Training and safety meetings right now are essential, according to Dentistry Today’s article. “Implementing training programs or frequent safety meetings with your staff members can drastically boost their confidence when dealing with a patient who has dental anxiety.” And even more essential is implementing safety procedures to address those dental anxieties and fears.  

It is also doubly important to stick to the facts. I have already come across a business distributing misinformation to their employees, statements that had been debunked months ago and yet are still spreading about as fast as the virus.  

Minimize Touchpoints 

I have mentioned this before, but that doesn’t make it any less important to do. Whether you still allow patients into your waiting room or not, whether you still print receipts and statements, or you still send appointment cards, minimizing touchpoints is still essential to reducing anxiety and fear in your patients. 

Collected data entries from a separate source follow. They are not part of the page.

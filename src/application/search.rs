//! Product search over the catalog
//!
//! Resolves a free-text term plus optional filters into a bounded,
//! deterministically ordered result set. An empty search box with no
//! filters is answered with an explicit no-criteria signal instead of
//! a full catalog dump.

use std::sync::Arc;

use serde::Deserialize;
use tracing::debug;

use crate::domain::entities::{ProductProjection, RiskLevel, SearchCriteria};
use crate::domain::errors::WorkflowResult;
use crate::domain::funnel::WorkflowStage;
use crate::domain::repositories::CatalogRepository;

/// Ephemeral search request. Not persisted; a fresh query recomputes
/// from scratch.
#[derive(Debug, Clone, Default, Deserialize)]
pub struct SearchQuery {
    #[serde(default)]
    pub term: String,
    #[serde(default)]
    pub filters: SearchFilters,
    #[serde(default)]
    pub offset: u32,
}

#[derive(Debug, Clone, Default, Deserialize)]
pub struct SearchFilters {
    pub stage: Option<WorkflowStage>,
    pub risk_level: Option<RiskLevel>,
    pub min_price: Option<f64>,
    pub max_price: Option<f64>,
}

impl SearchFilters {
    pub fn is_empty(&self) -> bool {
        self.stage.is_none()
            && self.risk_level.is_none()
            && self.min_price.is_none()
            && self.max_price.is_none()
    }
}

impl SearchQuery {
    /// A query carries criteria when the trimmed term is non-empty or
    /// any filter is set. Filters alone are enough.
    pub fn has_criteria(&self) -> bool {
        !self.term.trim().is_empty() || !self.filters.is_empty()
    }
}

/// Distinguishes "nothing asked" from "nothing found".
#[derive(Debug, Clone, PartialEq)]
pub enum SearchOutcome {
    NoCriteria,
    Matches(Vec<ProductProjection>),
}

pub struct SearchEngine {
    catalog: Arc<dyn CatalogRepository>,
    result_cap: u32,
}

impl SearchEngine {
    pub fn new(catalog: Arc<dyn CatalogRepository>, result_cap: u32) -> Self {
        Self {
            catalog,
            result_cap,
        }
    }

    /// Read-only and idempotent; safe to retry. Term matching is a
    /// case-insensitive substring match on `title`; filters are ANDed
    /// on top. Results are price-descending (id ascending on ties) and
    /// never exceed the cap; callers page via `offset`.
    pub async fn search(&self, query: &SearchQuery) -> WorkflowResult<SearchOutcome> {
        if !query.has_criteria() {
            debug!("search refused: no criteria supplied");
            return Ok(SearchOutcome::NoCriteria);
        }

        let term = query.term.trim();
        let criteria = SearchCriteria {
            title_term: (!term.is_empty()).then(|| term.to_string()),
            stage: query.filters.stage,
            risk_level: query.filters.risk_level,
            min_price: query.filters.min_price,
            max_price: query.filters.max_price,
            limit: self.result_cap,
            offset: query.offset,
        };

        let products = self.catalog.find(&criteria).await?;
        let mut matches: Vec<ProductProjection> =
            products.into_iter().map(ProductProjection::from).collect();
        matches.truncate(self.result_cap as usize);

        debug!(term, matched = matches.len(), offset = query.offset, "search resolved");
        Ok(SearchOutcome::Matches(matches))
    }
}
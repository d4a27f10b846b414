//! Infrastructure layer for database connections and external integrations
//!
//! Provides the SQLite-backed catalog and keyword store adapters,
//! configuration loading and logging setup.

pub mod catalog_repository;
pub mod config;
pub mod database_connection;
pub mod keyword_repository;
pub mod logging;

// Re-export commonly used items
pub use catalog_repository::SqliteCatalogRepository;
pub use config::{AppConfig, ConfigManager};
pub use database_connection::DatabaseConnection;
pub use keyword_repository::SqliteKeywordRepository;
pub use logging::{get_log_directory, init_logging, init_logging_with_config};
//! Command layer - the boundary between the outside world and the
//! application services.

pub mod dispatcher;

// Re-export for easier access
pub use dispatcher::{DispatchOutcome, Dispatcher};
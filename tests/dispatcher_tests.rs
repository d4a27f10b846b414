//! End-to-end action tests over a seeded catalog

use std::sync::Arc;

use chrono::Utc;
use serde_json::{Value, json};
use tempfile::TempDir;

use auction_lister::application::dto::{CsrfToken, SessionContext};
use auction_lister::commands::{DispatchOutcome, Dispatcher};
use auction_lister::domain::entities::{NewProhibitedKeyword, Product, RiskLevel};
use auction_lister::domain::funnel::WorkflowStage;
use auction_lister::domain::repositories::{CatalogRepository, KeywordRepository};
use auction_lister::infrastructure::{
    DatabaseConnection, SqliteCatalogRepository, SqliteKeywordRepository,
};

const TEST_TOKEN: &str = "b8f7c2d1-session-token";

struct Harness {
    _dir: TempDir,
    catalog: Arc<SqliteCatalogRepository>,
    keywords: Arc<SqliteKeywordRepository>,
    dispatcher: Dispatcher,
    session: SessionContext,
}

async fn harness(search_cap: u32) -> Harness {
    let dir = tempfile::tempdir().unwrap();
    let url = format!("sqlite:{}", dir.path().join("dashboard.db").display());
    let db = DatabaseConnection::new(&url).await.unwrap();
    db.migrate().await.unwrap();

    let catalog = Arc::new(SqliteCatalogRepository::new(db.pool().clone()));
    let keywords = Arc::new(SqliteKeywordRepository::new(db.pool().clone()));
    let dispatcher = Dispatcher::new(
        Arc::clone(&catalog) as Arc<dyn CatalogRepository>,
        Arc::clone(&keywords) as Arc<dyn KeywordRepository>,
        search_cap,
    );

    Harness {
        _dir: dir,
        catalog,
        keywords,
        dispatcher,
        session: SessionContext::with_token(CsrfToken::from_value(TEST_TOKEN)),
    }
}

fn product(id: &str, title: &str, price: f64, stage: WorkflowStage) -> Product {
    Product {
        id: id.to_string(),
        sku: (stage >= WorkflowStage::Ready).then(|| format!("SKU-{id}")),
        title: title.to_string(),
        current_price: price,
        stage,
        risk_level: RiskLevel::Low,
        created_at: Utc::now(),
        updated_at: Utc::now(),
    }
}

async fn dispatch_json(h: &Harness, params: Value) -> Value {
    match h.dispatcher.dispatch(&params, &h.session).await {
        DispatchOutcome::Json(response) => serde_json::to_value(response).unwrap(),
        DispatchOutcome::RenderPage => panic!("expected a JSON outcome"),
    }
}

#[tokio::test]
async fn request_without_action_takes_the_render_path() {
    let h = harness(200).await;
    let outcome = h
        .dispatcher
        .dispatch(&json!({ "tab": "overview" }), &h.session)
        .await;
    assert!(matches!(outcome, DispatchOutcome::RenderPage));
}

#[tokio::test]
async fn dashboard_stats_reconcile_against_a_seeded_catalog() {
    let h = harness(200).await;
    let seeds = [
        ("p1", WorkflowStage::Scraped),
        ("p2", WorkflowStage::Scraped),
        ("p3", WorkflowStage::Calculated),
        ("p4", WorkflowStage::Ready),
        ("p5", WorkflowStage::Listed),
    ];
    for (id, stage) in seeds {
        h.catalog
            .insert_product(&product(id, "lot item", 10.0, stage))
            .await
            .unwrap();
    }

    let envelope = dispatch_json(&h, json!({ "action": "get_dashboard_stats" })).await;
    assert_eq!(envelope["success"], json!(true));
    assert_eq!(envelope["action"], json!("get_dashboard_stats"));

    let data = &envelope["data"];
    assert_eq!(data["total"], json!(5));
    assert_eq!(data["scraped"], json!(5));
    assert_eq!(data["calculated"], json!(3));
    assert_eq!(data["filtered"], json!(2));
    assert_eq!(data["ready"], json!(2));
    assert_eq!(data["listed"], json!(1));

    // Cumulative shape: scraped covers the catalog, counts never
    // increase along the funnel.
    let series = ["scraped", "calculated", "filtered", "ready", "listed"];
    let counts: Vec<u64> = series.iter().map(|k| data[k].as_u64().unwrap()).collect();
    assert_eq!(counts[0], data["total"].as_u64().unwrap());
    assert!(counts.windows(2).all(|w| w[1] <= w[0]));
}

#[tokio::test]
async fn empty_search_is_a_no_criteria_signal_not_a_dump() {
    let h = harness(200).await;
    h.catalog
        .insert_product(&product("p1", "vintage camera", 80.0, WorkflowStage::Ready))
        .await
        .unwrap();

    let empty = dispatch_json(
        &h,
        json!({ "action": "search_products", "term": "", "filters": {} }),
    )
    .await;
    assert_eq!(empty["success"], json!(false));
    assert_eq!(empty["message"], json!("no search criteria supplied"));
    assert_eq!(empty["data"], Value::Null);

    let termed = dispatch_json(&h, json!({ "action": "search_products", "term": "camera" })).await;
    assert_eq!(termed["success"], json!(true));
    assert_eq!(termed["data"].as_array().unwrap().len(), 1);
    assert_eq!(termed["data"][0]["id"], json!("p1"));
    assert_eq!(termed["data"][0]["sku"], json!("SKU-p1"));
}

#[tokio::test]
async fn search_matches_case_insensitively_and_orders_by_price_desc() {
    let h = harness(200).await;
    h.catalog
        .insert_product(&product("p1", "Canon EOS Camera", 250.0, WorkflowStage::Ready))
        .await
        .unwrap();
    h.catalog
        .insert_product(&product("p2", "camera tripod", 30.0, WorkflowStage::Scraped))
        .await
        .unwrap();
    h.catalog
        .insert_product(&product("p3", "CAMERA bag", 45.0, WorkflowStage::Listed))
        .await
        .unwrap();
    h.catalog
        .insert_product(&product("p4", "microphone", 90.0, WorkflowStage::Ready))
        .await
        .unwrap();

    let envelope = dispatch_json(&h, json!({ "action": "search_products", "term": "CaMeRa" })).await;
    let ids: Vec<&str> = envelope["data"]
        .as_array()
        .unwrap()
        .iter()
        .map(|p| p["id"].as_str().unwrap())
        .collect();
    assert_eq!(ids, vec!["p1", "p3", "p2"]);
}

#[tokio::test]
async fn search_result_size_never_exceeds_the_cap() {
    let h = harness(5).await;
    for i in 0..8 {
        h.catalog
            .insert_product(&product(
                &format!("p{i}"),
                "boxed lego set",
                10.0 + f64::from(i),
                WorkflowStage::Scraped,
            ))
            .await
            .unwrap();
    }

    let first = dispatch_json(&h, json!({ "action": "search_products", "term": "lego" })).await;
    assert_eq!(first["data"].as_array().unwrap().len(), 5);

    let second = dispatch_json(
        &h,
        json!({ "action": "search_products", "term": "lego", "offset": 5 }),
    )
    .await;
    assert_eq!(second["data"].as_array().unwrap().len(), 3);
}

#[tokio::test]
async fn search_filters_intersect_with_the_term() {
    let h = harness(200).await;
    h.catalog
        .insert_product(&product("p1", "drill kit", 40.0, WorkflowStage::Ready))
        .await
        .unwrap();
    h.catalog
        .insert_product(&product("p2", "drill press", 300.0, WorkflowStage::Scraped))
        .await
        .unwrap();

    let envelope = dispatch_json(
        &h,
        json!({
            "action": "search_products",
            "term": "drill",
            "filters": { "stage": "ready", "max_price": 100.0 }
        }),
    )
    .await;
    let data = envelope["data"].as_array().unwrap();
    assert_eq!(data.len(), 1);
    assert_eq!(data[0]["id"], json!("p1"));
}

#[tokio::test]
async fn mutation_without_valid_csrf_token_leaves_the_catalog_unchanged() {
    let h = harness(200).await;
    h.catalog
        .insert_product(&product("p1", "sealed headset", 55.0, WorkflowStage::Ready))
        .await
        .unwrap();

    for params in [
        json!({
            "action": "approve_products",
            "ids": ["p1"],
            "decision": "approve",
            "reviewer": "reviewerA"
        }),
        json!({
            "action": "approve_products",
            "ids": ["p1"],
            "decision": "approve",
            "reviewer": "reviewerA",
            "csrf_token": "wrong-token"
        }),
    ] {
        let envelope = dispatch_json(&h, params).await;
        assert_eq!(envelope["success"], json!(false));
        assert_eq!(envelope["message"], json!("csrf token missing or mismatched"));
    }

    let after = h
        .catalog
        .find_by_ids(&["p1".to_string()])
        .await
        .unwrap();
    assert_eq!(after[0].stage, WorkflowStage::Ready);
}

#[tokio::test]
async fn approval_advances_one_step_and_skips_terminal_products() {
    let h = harness(200).await;
    h.catalog
        .insert_product(&product("p1", "record player", 75.0, WorkflowStage::Ready))
        .await
        .unwrap();
    h.catalog
        .insert_product(&product("p2", "speaker pair", 120.0, WorkflowStage::Listed))
        .await
        .unwrap();

    let envelope = dispatch_json(
        &h,
        json!({
            "action": "approve_products",
            "ids": ["p1", "p2", "ghost"],
            "decision": "approve",
            "reviewer": "reviewerA",
            "csrf_token": TEST_TOKEN
        }),
    )
    .await;
    assert_eq!(envelope["success"], json!(true));
    assert_eq!(envelope["data"]["approved"], json!(1));

    let after = h
        .catalog
        .find_by_ids(&["p1".to_string(), "p2".to_string()])
        .await
        .unwrap();
    assert!(after.iter().all(|p| p.stage == WorkflowStage::Listed));
}

#[tokio::test]
async fn non_approve_decision_applies_nothing() {
    let h = harness(200).await;
    h.catalog
        .insert_product(&product("p1", "games bundle", 25.0, WorkflowStage::Filtered))
        .await
        .unwrap();

    let envelope = dispatch_json(
        &h,
        json!({
            "action": "approve_products",
            "ids": ["p1"],
            "decision": "reject",
            "reviewer": "reviewerB",
            "csrf_token": TEST_TOKEN
        }),
    )
    .await;
    assert_eq!(envelope["success"], json!(true));
    assert_eq!(envelope["data"]["approved"], json!(0));

    let after = h.catalog.find_by_ids(&["p1".to_string()]).await.unwrap();
    assert_eq!(after[0].stage, WorkflowStage::Filtered);
}

#[tokio::test]
async fn keyword_lifecycle_over_the_dispatcher() {
    let h = harness(200).await;

    let added = dispatch_json(
        &h,
        json!({
            "action": "add_prohibited_keyword",
            "keyword": "replica",
            "category": "counterfeit",
            "priority": 5,
            "status": "active",
            "description": "marketplace policy",
            "csrf_token": TEST_TOKEN
        }),
    )
    .await;
    assert_eq!(added["success"], json!(true));
    assert_eq!(added["data"], json!(true));

    let duplicate = dispatch_json(
        &h,
        json!({
            "action": "add_prohibited_keyword",
            "keyword": "replica",
            "category": "counterfeit",
            "csrf_token": TEST_TOKEN
        }),
    )
    .await;
    assert_eq!(duplicate["success"], json!(false));
    assert_eq!(
        duplicate["message"],
        json!("keyword 'replica' already exists for category 'counterfeit'")
    );

    let stored = h.keywords.find_all().await.unwrap();
    assert_eq!(stored.len(), 1);
    let id = stored[0].id;

    let updated = dispatch_json(
        &h,
        json!({
            "action": "update_prohibited_keyword",
            "id": id,
            "status": "paused",
            "csrf_token": TEST_TOKEN
        }),
    )
    .await;
    assert_eq!(updated["success"], json!(true));
    assert_eq!(h.keywords.find_all().await.unwrap()[0].status, "paused");

    let deleted = dispatch_json(
        &h,
        json!({
            "action": "delete_prohibited_keyword",
            "id": id,
            "csrf_token": TEST_TOKEN
        }),
    )
    .await;
    assert_eq!(deleted["success"], json!(true));
    assert!(h.keywords.find_all().await.unwrap().is_empty());
}

#[tokio::test]
async fn deleting_an_unknown_keyword_reports_not_found_and_changes_nothing() {
    let h = harness(200).await;
    h.keywords
        .insert(&NewProhibitedKeyword {
            keyword: "autograph".to_string(),
            category: "authenticity".to_string(),
            priority: 1,
            status: "active".to_string(),
            description: None,
        })
        .await
        .unwrap();

    let envelope = dispatch_json(
        &h,
        json!({
            "action": "delete_prohibited_keyword",
            "id": 4242,
            "csrf_token": TEST_TOKEN
        }),
    )
    .await;
    assert_eq!(envelope["success"], json!(false));
    assert_eq!(envelope["message"], json!("prohibited keyword not found: 4242"));
    assert_eq!(h.keywords.find_all().await.unwrap().len(), 1);
}

#[tokio::test]
async fn test_database_action_reports_the_record_count() {
    let h = harness(200).await;
    h.catalog
        .insert_product(&product("p1", "lot item", 5.0, WorkflowStage::Scraped))
        .await
        .unwrap();

    let envelope = dispatch_json(&h, json!({ "action": "test_database" })).await;
    assert_eq!(envelope["success"], json!(true));
    assert_eq!(envelope["data"]["status"], json!("connected"));
    assert_eq!(envelope["data"]["total_records"], json!(1));
}

#[tokio::test]
async fn unknown_action_yields_an_error_envelope() {
    let h = harness(200).await;
    let envelope = dispatch_json(&h, json!({ "action": "drop_everything" })).await;
    assert_eq!(envelope["success"], json!(false));
    assert!(
        envelope["message"]
            .as_str()
            .unwrap()
            .starts_with("invalid request")
    );
}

I’ll be honest, when I was at the oral surgeon’s office, I felt incredibly nervous when they handed me a clipboard and pen. Luckily, I was able to fill out the paperwork in my car, but the first thing I did was sanitize my hands before doing so. Then, after handing the paperwork and pen in, I sanitized my hands again 

Patients more scared than me might not have bothered, they easily might have left or made a comment that they didn’t feel safe.  

To avoid patients feeling this way, take some time to assess your office and remove those touchpoints. 

Look at the options for trading paper charts in for digital and remove the touchpoints of charts and file cabinets in your office.  

When it comes to statements and receipts, use email instead of paper. 

And when your patient is new, give them the option to fill out the paperwork online as opposed to filling it out on a clipboard which has been touched by many, including those on your team.    

How can we stay safe and keep others safe during this pandemic/flu season? 

 The pandemic is still here, and in some cases, worse than it was in the Spring. But we can do better, especially during the flu season. Remember to follow all safety guidelines. Wear a mask, avoid crowds, wash your hands regularly, practice social distancing, and stay home when you can. Most importantly, relay this very important and life-saving information to your patients, to your friends, and to your family members. Let’s work together to end this.